The Dingo is not entirely domesticated, and is therefore not very often kept as companions dogs in the household. This is primarily because of the fact that they are fairly isolated, but also because they have not been fully developed and been in contact with humans all the time. If a Dingo is not trained properly, they will not get along well with children. They will also not perform well in obedience. They will even do well in obedience if their training is kind and tolerant. The training environment should also be fair and firm for the best results to be obtained.
The Dingo is a very low maintenance dogs, and will not require a whole lot of grooming. The coat of the Dingo is water resistant, and will maintain itself. The Dingo also does not have a doggie odor.

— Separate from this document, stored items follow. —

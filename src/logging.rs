//! Tracing setup. The terminal belongs to the game while it runs, so logs
//! only go to a file, and only when one is requested.

use std::fs::File;
use std::path::Path;
use std::sync::Mutex;

use anyhow::{Context, Result};
use tracing_subscriber::{EnvFilter, layer::SubscriberExt, util::SubscriberInitExt};

const DEFAULT_FILTER: &str = "grid_snake=info";

/// Install a global subscriber writing to `path`. `RUST_LOG` overrides the
/// default filter.
pub fn init(path: &Path) -> Result<()> {
    let file = File::create(path)
        .with_context(|| format!("Failed to create log file {}", path.display()))?;

    tracing_subscriber::registry()
        .with(EnvFilter::try_from_default_env().unwrap_or_else(|_| DEFAULT_FILTER.into()))
        .with(
            tracing_subscriber::fmt::layer()
                .with_ansi(false)
                .with_writer(Mutex::new(file)),
        )
        .try_init()
        .context("Failed to install tracing subscriber")?;

    Ok(())
}
//! fmtlint - Formatter-driven lint diagnostics for source text
//!
//! Compares an original text against a reformatted version of the same text
//! and reports the differences as human-meaningful edits instead of raw
//! character diffs: "insert a line break here", "this whitespace is extra",
//! "this code should move to the previous line". Every edit carries an exact
//! byte range in the original text and an automatic fix.
//!
//! The formatter itself is external: implement [`Formatter`] for whatever
//! produces the reformatted text, then call [`check_text`].

#![warn(clippy::all)]
#![warn(clippy::pedantic)]
#![allow(clippy::missing_errors_doc)]
#![allow(clippy::missing_panics_doc)]
#![allow(clippy::must_use_candidate)]

pub mod classify;
pub mod config;
pub mod diff;
pub mod error;
pub mod format;
pub mod predicate;
pub mod process;
pub mod report;

// Re-export commonly used types
pub use classify::{classify, Category, Classification};
pub use config::{FormatConfig, NewLineKind};
pub use diff::{raw_diff, Diff, DifferenceIterator, RawOp, RawOpKind};
pub use error::Result;
pub use format::{CachedFormatter, Formatter};
pub use process::check_text;
pub use report::{apply_fixes, diagnostics, Diagnostic, Fix};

The Dingo can be trained fairly easy. They catch on to what they are told very easily, which makes the whole training process very productive. The training environment for these dogs should be one that is firm but yet at the same time gentle. The training will be successful if it is done in a patient and consistent manner. The handler should also be positive for the best results to be obtained.
As with many newly broken in wild dog breeds, the Dingo has no known genetic health problems. These problems would have been weeded out by normal selection in the natural. The Dingo is a very tough breed that is usually long lived. There are records of some of these dogs that lived for 25 years. This is an exceptional clever breed. Some of them are now trained in Australia is seeing eye dogs.